Collected data

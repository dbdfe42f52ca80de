#[cfg(test)]
#[path = "session_id_test.rs"]
mod tests;

use anyhow::Result;
use uuid::Uuid;

use crate::domain::models::StoreBox;

pub const SESSION_ID_KEY: &str = "session_id";

/// The conversation id sent with every prompt. It is persisted so restarting
/// the client resumes the same server side session until a new chat starts.
pub struct SessionIdentity {
    store: StoreBox,
    current: String,
}

impl SessionIdentity {
    pub async fn new(store: StoreBox) -> Result<SessionIdentity> {
        let current = match store.get(SESSION_ID_KEY).await? {
            Some(id) if !id.trim().is_empty() => id,
            _ => {
                let id = SessionIdentity::create_id();
                store.set(SESSION_ID_KEY, &id).await?;
                tracing::debug!(session_id = id, "Created session id");
                id
            }
        };

        return Ok(SessionIdentity { store, current });
    }

    pub fn create_id() -> String {
        return Uuid::new_v4().to_string();
    }

    pub fn current(&self) -> &str {
        return &self.current;
    }

    pub async fn regenerate(&mut self) -> Result<String> {
        let id = SessionIdentity::create_id();
        self.store.set(SESSION_ID_KEY, &id).await?;
        tracing::debug!(session_id = id, "Regenerated session id");
        self.current = id.to_string();

        return Ok(id);
    }
}
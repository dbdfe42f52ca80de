use std::sync::atomic::AtomicBool;
use std::sync::atomic::Ordering;
use std::sync::Arc;
use std::time::Duration;

use anyhow::bail;
use anyhow::Result;
use tokio::sync::mpsc;

use super::parse_espeak_voices;
use super::parse_say_voices;
use super::utterance_args;
use super::CommandSpeech;
use crate::domain::models::Event;
use crate::domain::models::SpeechEngine;
use crate::domain::models::SpeechName;
use crate::domain::models::Utterance;
use crate::domain::models::Voice;

struct DropFlag(Arc<AtomicBool>);

impl Drop for DropFlag {
    fn drop(&mut self) {
        self.0.store(true, Ordering::SeqCst);
    }
}

fn utterance(voice: Option<Voice>) -> Utterance {
    return Utterance {
        id: 7,
        text: "- hello".to_string(),
        voice,
        rate: 0.9,
        pitch: 1.0,
        volume: 1.0,
    };
}

#[test]
fn it_parses_say_voices() {
    let output = [
        "Alex                en_US    # Most people recognize me by my voice.",
        "Bad News            en_US    # The light you see at the end of the tunnel is the headlamp.",
        "Amélie              fr_CA    # Bonjour, je m’appelle Amélie.",
        "",
    ]
    .join("\n");

    let voices = parse_say_voices(&output);
    assert_eq!(voices.len(), 3);
    assert_eq!(voices[0].name, "Alex");
    assert_eq!(voices[0].lang, "en_US");
    assert_eq!(voices[1].name, "Bad News");
    assert_eq!(voices[2].name, "Amélie");
    assert_eq!(voices[2].lang, "fr_CA");
}

#[test]
fn it_parses_espeak_voices() {
    let output = [
        "Pty Language       Age/Gender VoiceName          File                 Other Languages",
        " 5  af              --/M      Afrikaans          gmw/af",
        " 2  en-gb           --/M      English_(Great_Britain) gmw/en         (en 2)",
        " 5  en-us           --/M      English_(America)  gmw/en-US            (en 3)",
    ]
    .join("\n");

    let voices = parse_espeak_voices(&output);
    assert_eq!(voices.len(), 3);
    assert_eq!(voices[0].name, "af");
    assert_eq!(voices[1].name, "en-gb");
    assert_eq!(voices[2].lang, "en-us");
}

#[test]
fn it_builds_say_args() {
    let args = utterance_args(
        SpeechName::Say,
        &utterance(Some(Voice {
            name: "Samantha".to_string(),
            lang: "en_US".to_string(),
        })),
    );
    assert_eq!(args, vec!["-v", "Samantha", "-r", "158"]);
}

#[test]
fn it_builds_espeak_args() {
    let args = utterance_args(SpeechName::Espeak, &utterance(None));
    assert_eq!(
        args,
        vec!["--stdin", "-s", "158", "-a", "100", "-p", "50"]
    );
}

#[tokio::test]
async fn it_completes_silent_utterances_immediately() -> Result<()> {
    let (tx, mut rx) = mpsc::unbounded_channel::<Event>();
    let mut engine = CommandSpeech::new(SpeechName::Espeak, tx);
    engine.speak(Utterance::warmup(3))?;

    match rx.recv().await {
        Some(Event::SpeechEnded(id)) => assert_eq!(id, 3),
        _ => bail!("Wrong event"),
    }

    return Ok(());
}

#[test]
fn it_tracks_pause_and_resume() {
    let (tx, _rx) = mpsc::unbounded_channel::<Event>();
    let mut engine = CommandSpeech::new(SpeechName::Say, tx);
    engine.pause();
    assert!(engine.is_paused());
    engine.resume();
    assert!(!engine.is_paused());
    engine.cancel();
}

#[test]
fn it_holds_utterances_until_resumed() -> Result<()> {
    let (tx, mut rx) = mpsc::unbounded_channel::<Event>();
    let mut engine = CommandSpeech::new(SpeechName::Espeak, tx);

    engine.pause();
    engine.speak(Utterance::warmup(4))?;
    assert!(rx.try_recv().is_err());

    engine.resume();
    match rx.try_recv() {
        Ok(Event::SpeechEnded(id)) => assert_eq!(id, 4),
        _ => bail!("Wrong event"),
    }

    return Ok(());
}

#[test]
fn it_drops_held_utterances_on_cancel() -> Result<()> {
    let (tx, mut rx) = mpsc::unbounded_channel::<Event>();
    let mut engine = CommandSpeech::new(SpeechName::Espeak, tx);

    engine.pause();
    engine.speak(Utterance::warmup(5))?;
    engine.cancel();
    engine.resume();
    assert!(rx.try_recv().is_err());

    return Ok(());
}

#[tokio::test]
async fn it_stops_the_worker_before_shutdown_returns() {
    let (tx, _rx) = mpsc::unbounded_channel::<Event>();
    let mut engine = CommandSpeech::new(SpeechName::Espeak, tx);
    let dropped = Arc::new(AtomicBool::new(false));
    let flag = DropFlag(dropped.clone());
    engine.worker = Some(tokio::spawn(async move {
        let _flag = flag;
        tokio::time::sleep(Duration::from_secs(60)).await;
    }));

    engine.shutdown().await;

    assert!(dropped.load(Ordering::SeqCst));
    assert!(engine.worker.is_none());
}
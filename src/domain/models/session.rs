#[cfg(test)]
#[path = "session_test.rs"]
mod tests;

use serde::Deserialize;
use serde::Serialize;

use super::Author;

#[derive(Clone, Debug, PartialEq, Eq, Serialize, Deserialize)]
pub struct SessionName {
    pub session_id: String,
    pub chat_name: String,
    #[serde(default)]
    pub created_at: Option<String>,
}

#[derive(Clone, Debug, Default, PartialEq, Eq, Serialize, Deserialize)]
#[serde(default)]
pub struct SessionStats {
    pub total_sessions: u64,
    pub total_messages: u64,
    pub recent_sessions_24h: u64,
}

impl SessionStats {
    pub fn format(&self) -> String {
        return format!(
            "Session Statistics\n\n- Total Sessions: {}\n- Total Messages: {}\n- Active (24h): {}",
            self.total_sessions, self.total_messages, self.recent_sessions_24h
        );
    }
}

/// One line of a stored conversation, as returned by the history endpoint.
#[derive(Clone, Debug, PartialEq, Eq)]
pub struct HistoryEntry {
    pub author: Author,
    pub text: String,
}

impl HistoryEntry {
    /// Lines starting with `Human:` belong to the user, everything else to the
    /// assistant. A single leading `Human: ` or `AI: ` is stripped.
    pub fn parse(line: &str) -> HistoryEntry {
        let mut author = Author::Assistant;
        if line.starts_with("Human:") {
            author = Author::User;
        }

        let text = line
            .strip_prefix("Human: ")
            .or_else(|| return line.strip_prefix("AI: "))
            .unwrap_or(line)
            .to_string();

        return HistoryEntry { author, text };
    }

    pub fn label(&self) -> &'static str {
        if self.author == Author::User {
            return "You";
        }
        return "Bot";
    }
}
pub fn list_reply_fixture() -> &'static str {
    return r#"
Here are a few ways to stay focused while working from home.

- Keep a dedicated workspace
- Take short breaks every hour
- Turn off notifications

If you want a routine, try this order:
1. Plan the day the night before
2. Start with the hardest task
3. Review what you finished

Good luck!
"#
    .trim();
}

pub fn history_fixture() -> Vec<String> {
    return vec![
        "Human: What is the capital of France?".to_string(),
        "AI: The capital of France is Paris.".to_string(),
        "Human: And of Spain?".to_string(),
        "AI: Madrid.".to_string(),
    ];
}
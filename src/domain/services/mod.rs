pub mod actions;
mod app_state;
mod bubble;
mod bubble_list;
pub mod clipboard;
mod code_blocks;
pub mod events;
mod formatter;
mod history;
mod scroll;
mod session_id;
mod speech;
mod syntaxes;
mod themes;

pub use app_state::*;
pub use bubble::*;
pub use bubble_list::*;
pub use code_blocks::*;
pub use history::*;
pub use scroll::*;
pub use session_id::*;
pub use speech::*;
pub use syntaxes::*;
pub use themes::*;
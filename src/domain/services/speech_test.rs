use std::sync::Arc;
use std::sync::Mutex;

use anyhow::bail;
use anyhow::Result;
use async_trait::async_trait;

use super::Lifecycle;
use super::SpeechCoordinator;
use super::SpeechSettings;
use super::SpeechState;
use crate::domain::models::Author;
use crate::domain::models::Message;
use crate::domain::models::SpeechEngine;
use crate::domain::models::SpeechName;
use crate::domain::models::Utterance;
use crate::domain::models::Voice;

#[derive(Default)]
struct Recorder {
    calls: Vec<String>,
    spoken: Vec<Utterance>,
    audible: Option<u64>,
    max_audible: usize,
}

#[derive(Clone, Default)]
struct MockSpeech {
    recorder: Arc<Mutex<Recorder>>,
    fail_voices: bool,
}

impl MockSpeech {
    fn calls(&self) -> Vec<String> {
        return self.recorder.lock().unwrap().calls.clone();
    }

    fn spoken(&self) -> Vec<Utterance> {
        return self.recorder.lock().unwrap().spoken.clone();
    }

    fn audible(&self) -> Option<u64> {
        return self.recorder.lock().unwrap().audible;
    }

    fn max_audible(&self) -> usize {
        return self.recorder.lock().unwrap().max_audible;
    }
}

#[async_trait]
impl SpeechEngine for MockSpeech {
    fn name(&self) -> SpeechName {
        return SpeechName::None;
    }

    #[allow(clippy::implicit_return)]
    async fn health_check(&self) -> Result<()> {
        return Ok(());
    }

    fn speak(&mut self, utterance: Utterance) -> Result<()> {
        let mut recorder = self.recorder.lock().unwrap();
        recorder.calls.push(format!("speak:{}", utterance.text));
        if !utterance.is_silent() {
            let already_audible = usize::from(recorder.audible.is_some());
            recorder.max_audible = recorder.max_audible.max(already_audible + 1);
            recorder.audible = Some(utterance.id);
        }
        recorder.spoken.push(utterance);
        return Ok(());
    }

    fn cancel(&mut self) {
        let mut recorder = self.recorder.lock().unwrap();
        recorder.calls.push("cancel".to_string());
        recorder.audible = None;
    }

    fn pause(&mut self) {
        self.recorder.lock().unwrap().calls.push("pause".to_string());
    }

    fn resume(&mut self) {
        self.recorder.lock().unwrap().calls.push("resume".to_string());
    }

    #[allow(clippy::implicit_return)]
    async fn shutdown(&mut self) {
        self.recorder
            .lock()
            .unwrap()
            .calls
            .push("shutdown".to_string());
        self.recorder.lock().unwrap().audible = None;
    }

    fn request_voices(&mut self) -> Result<()> {
        self.recorder
            .lock()
            .unwrap()
            .calls
            .push("request_voices".to_string());
        if self.fail_voices {
            bail!("voices unavailable");
        }
        return Ok(());
    }
}

fn voices() -> Vec<Voice> {
    return vec![
        Voice {
            name: "Alex".to_string(),
            lang: "en_US".to_string(),
        },
        Voice {
            name: "Google UK English Female".to_string(),
            lang: "en_GB".to_string(),
        },
    ];
}

fn settings(preferred_voice: &str) -> SpeechSettings {
    return SpeechSettings {
        preferred_voice: preferred_voice.to_string(),
        ..SpeechSettings::default()
    };
}

fn ready_coordinator(preferred_voice: &str) -> (SpeechCoordinator, MockSpeech) {
    let engine = MockSpeech::default();
    let mut coordinator =
        SpeechCoordinator::new(Some(Box::new(engine.clone())), settings(preferred_voice));
    coordinator.mount();
    coordinator.voices_loaded(voices());
    return (coordinator, engine);
}

fn reply(text: &str) -> Message {
    return Message::new(Author::Assistant, text);
}

#[test]
fn it_starts_idle() {
    let coordinator = SpeechCoordinator::new(None, SpeechSettings::default());
    assert_eq!(coordinator.state(), SpeechState::Idle);
    assert!(!coordinator.is_muted());
}

#[test]
fn it_warms_up_and_loads_voices_on_mount() {
    let engine = MockSpeech::default();
    let mut coordinator =
        SpeechCoordinator::new(Some(Box::new(engine.clone())), SpeechSettings::default());
    coordinator.mount();

    assert_eq!(coordinator.state(), SpeechState::VoicesLoading);
    let spoken = engine.spoken();
    assert_eq!(spoken.len(), 1);
    assert_eq!(spoken[0].volume, 0.0);
    assert!(engine.calls().contains(&"request_voices".to_string()));
    assert_eq!(engine.audible(), None);
}

#[test]
fn it_becomes_ready_when_voices_load() {
    let (coordinator, _engine) = ready_coordinator("");
    assert_eq!(coordinator.state(), SpeechState::Ready);
    assert_eq!(coordinator.voices().len(), 2);
}

#[test]
fn it_is_ready_when_voices_cannot_be_requested() {
    let engine = MockSpeech {
        fail_voices: true,
        ..MockSpeech::default()
    };
    let mut coordinator =
        SpeechCoordinator::new(Some(Box::new(engine.clone())), SpeechSettings::default());
    coordinator.mount();
    assert_eq!(coordinator.state(), SpeechState::Ready);
}

#[test]
fn it_speaks_assistant_messages() {
    let (mut coordinator, engine) = ready_coordinator("");
    let msg = reply("Hello there");
    coordinator.assistant_message(&msg);

    assert_eq!(coordinator.state(), SpeechState::Speaking);
    assert_eq!(coordinator.last_spoken_id(), Some(msg.id.as_str()));

    let spoken = engine.spoken();
    let last = spoken.last().unwrap();
    assert_eq!(last.text, "Hello there");
    assert_eq!(last.volume, 1.0);
    assert_eq!(last.rate, 0.9);
    assert_eq!(last.pitch, 1.0);
}

#[test]
fn it_cancels_before_speaking() {
    let (mut coordinator, engine) = ready_coordinator("");
    coordinator.assistant_message(&reply("Hello there"));

    let calls = engine.calls();
    let tail = &calls[calls.len() - 5..];
    assert_eq!(
        tail,
        &[
            "cancel".to_string(),
            "pause".to_string(),
            "resume".to_string(),
            "cancel".to_string(),
            "speak:Hello there".to_string(),
        ]
    );
}

#[test]
fn it_ignores_user_messages() {
    let (mut coordinator, engine) = ready_coordinator("");
    let before = engine.spoken().len();
    coordinator.assistant_message(&Message::new(Author::User, "Hi"));
    coordinator.assistant_message(&Message::new(Author::Natter, "Copied."));

    assert_eq!(engine.spoken().len(), before);
    assert_eq!(coordinator.state(), SpeechState::Ready);
}

#[test]
fn it_never_speaks_the_same_message_twice() {
    let (mut coordinator, engine) = ready_coordinator("");
    let msg = reply("Only once");
    coordinator.assistant_message(&msg);
    coordinator.utterance_ended(engine.spoken().last().unwrap().id);
    coordinator.assistant_message(&msg);

    let count = engine
        .spoken()
        .iter()
        .filter(|e| return e.text == "Only once")
        .count();
    assert_eq!(count, 1);
}

#[test]
fn it_selects_preferred_voice() {
    let (mut coordinator, engine) = ready_coordinator("Google UK English Female");
    coordinator.assistant_message(&reply("Cheerio"));

    let voice = engine.spoken().last().unwrap().voice.clone().unwrap();
    assert_eq!(voice.name, "Google UK English Female");
}

#[test]
fn it_falls_back_to_first_voice() {
    let (mut coordinator, engine) = ready_coordinator("Nonexistent Voice");
    coordinator.assistant_message(&reply("Howdy"));

    let voice = engine.spoken().last().unwrap().voice.clone().unwrap();
    assert_eq!(voice.name, "Alex");
}

#[test]
fn it_speaks_without_voice_when_none_are_available() {
    let engine = MockSpeech::default();
    let mut coordinator =
        SpeechCoordinator::new(Some(Box::new(engine.clone())), SpeechSettings::default());
    coordinator.mount();
    coordinator.voices_loaded(vec![]);
    coordinator.assistant_message(&reply("Hello"));

    assert!(engine.spoken().last().unwrap().voice.is_none());
    assert_eq!(coordinator.state(), SpeechState::Speaking);
}

#[test]
fn it_returns_to_ready_when_utterance_ends() {
    let (mut coordinator, engine) = ready_coordinator("");
    coordinator.assistant_message(&reply("Hello"));
    let id = engine.spoken().last().unwrap().id;

    coordinator.utterance_ended(id);
    assert_eq!(coordinator.state(), SpeechState::Ready);
}

#[test]
fn it_returns_to_ready_when_utterance_fails() {
    let (mut coordinator, engine) = ready_coordinator("");
    coordinator.assistant_message(&reply("Hello"));
    let id = engine.spoken().last().unwrap().id;

    coordinator.utterance_failed(id, "synthesis-failed");
    assert_eq!(coordinator.state(), SpeechState::Ready);
}

#[test]
fn it_ignores_stale_utterance_events() {
    let (mut coordinator, engine) = ready_coordinator("");
    coordinator.assistant_message(&reply("First"));
    let first_id = engine.spoken().last().unwrap().id;
    coordinator.assistant_message(&reply("Second"));

    coordinator.utterance_ended(first_id);
    assert_eq!(coordinator.state(), SpeechState::Speaking);
}

#[test]
fn it_only_speaks_the_last_of_two_rapid_replies() {
    let (mut coordinator, engine) = ready_coordinator("");
    coordinator.assistant_message(&reply("First"));
    coordinator.assistant_message(&reply("Second"));

    assert_eq!(engine.max_audible(), 1);
    let audible = engine.audible().unwrap();
    let spoken = engine.spoken();
    let current = spoken.iter().find(|e| return e.id == audible).unwrap();
    assert_eq!(current.text, "Second");
}

#[test]
fn it_keeps_only_the_latest_reply_while_voices_load() {
    let engine = MockSpeech::default();
    let mut coordinator =
        SpeechCoordinator::new(Some(Box::new(engine.clone())), SpeechSettings::default());
    coordinator.mount();
    coordinator.assistant_message(&reply("First"));
    coordinator.assistant_message(&reply("Second"));
    assert_eq!(coordinator.state(), SpeechState::VoicesLoading);

    coordinator.voices_loaded(voices());

    let texts = engine
        .spoken()
        .iter()
        .filter(|e| return !e.is_silent())
        .map(|e| return e.text.to_string())
        .collect::<Vec<String>>();
    assert_eq!(texts, vec!["Second".to_string()]);
    assert_eq!(coordinator.state(), SpeechState::Speaking);
}

#[test]
fn it_silences_when_muted_while_speaking() {
    let (mut coordinator, engine) = ready_coordinator("");
    coordinator.assistant_message(&reply("A long answer"));
    assert_eq!(coordinator.state(), SpeechState::Speaking);

    assert!(coordinator.toggle_mute());
    assert!(coordinator.is_muted());
    assert_eq!(coordinator.state(), SpeechState::Ready);
    assert_eq!(engine.audible(), None);

    let spoken_before = engine.spoken().len();
    coordinator.assistant_message(&reply("Another answer"));
    assert_eq!(engine.spoken().len(), spoken_before);
    assert_eq!(engine.audible(), None);
}

#[test]
fn it_does_not_replay_when_unmuted() {
    let (mut coordinator, engine) = ready_coordinator("");
    coordinator.assistant_message(&reply("A long answer"));
    coordinator.set_muted(true);
    let spoken_before = engine.spoken().len();

    coordinator.set_muted(false);
    assert_eq!(engine.spoken().len(), spoken_before);
    assert_eq!(engine.audible(), None);

    coordinator.assistant_message(&reply("Fresh answer"));
    assert_eq!(engine.spoken().last().unwrap().text, "Fresh answer");
    assert!(engine.audible().is_some());
}

#[test]
fn it_drops_pending_replies_when_muted() {
    let engine = MockSpeech::default();
    let mut coordinator =
        SpeechCoordinator::new(Some(Box::new(engine.clone())), SpeechSettings::default());
    coordinator.mount();
    coordinator.assistant_message(&reply("Queued"));
    coordinator.set_muted(true);
    coordinator.set_muted(false);
    coordinator.voices_loaded(voices());

    assert!(engine.spoken().iter().all(|e| return e.text != "Queued"));
}

#[test]
fn it_silences_on_lifecycle_events() {
    for event in [Lifecycle::Hidden, Lifecycle::Blur, Lifecycle::Unload] {
        let (mut coordinator, engine) = ready_coordinator("");
        coordinator.assistant_message(&reply("Talking"));
        coordinator.lifecycle(event);

        assert_eq!(coordinator.state(), SpeechState::Ready);
        assert_eq!(engine.audible(), None);
        assert!(!coordinator.is_muted());
    }
}

#[test]
fn it_silences_idempotently() {
    let (mut coordinator, engine) = ready_coordinator("");
    coordinator.silence();
    coordinator.silence();

    assert_eq!(coordinator.state(), SpeechState::Ready);
    assert_eq!(engine.audible(), None);
}

#[test]
fn it_degrades_without_an_engine() {
    let mut coordinator = SpeechCoordinator::new(None, SpeechSettings::default());
    coordinator.mount();
    assert!(coordinator.is_degraded());
    assert_eq!(coordinator.state(), SpeechState::Ready);

    coordinator.assistant_message(&reply("Hello"));
    assert_eq!(coordinator.state(), SpeechState::Ready);
    assert!(coordinator.last_spoken_id().is_none());

    assert!(coordinator.toggle_mute());
    assert!(!coordinator.toggle_mute());
    assert_eq!(coordinator.state(), SpeechState::Ready);
}

#[test]
fn it_cancels_before_user_input() {
    let (mut coordinator, engine) = ready_coordinator("");
    coordinator.assistant_message(&reply("Still talking"));
    coordinator.cancel();

    assert_eq!(coordinator.state(), SpeechState::Ready);
    assert_eq!(engine.audible(), None);
    assert!(!coordinator.is_muted());
}

#[test]
fn it_drops_pending_replies_when_a_new_chat_starts() {
    let engine = MockSpeech::default();
    let mut coordinator =
        SpeechCoordinator::new(Some(Box::new(engine.clone())), SpeechSettings::default());
    coordinator.mount();
    coordinator.assistant_message(&reply("Reply from the old chat"));

    coordinator.cancel();
    coordinator.set_muted(false);
    coordinator.voices_loaded(voices());

    assert!(engine.spoken().iter().all(|e| return e.is_silent()));
    assert_eq!(engine.audible(), None);
    assert_eq!(coordinator.state(), SpeechState::Ready);
}

#[tokio::test]
async fn it_waits_for_the_engine_on_shutdown() {
    let (mut coordinator, engine) = ready_coordinator("");
    coordinator.assistant_message(&reply("Talking"));

    coordinator.shutdown().await;

    assert!(engine.calls().contains(&"shutdown".to_string()));
    assert_eq!(engine.audible(), None);
    assert_eq!(coordinator.state(), SpeechState::Ready);
}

TASK DIRECTIONS. Taking the records above as input, show every line in which the word "dropped" is present.

WRITTEN SOLUTION.
    let dropped = Arc::new(AtomicBool::new(false));
    let flag = DropFlag(dropped.clone());
    assert!(dropped.load(Ordering::SeqCst));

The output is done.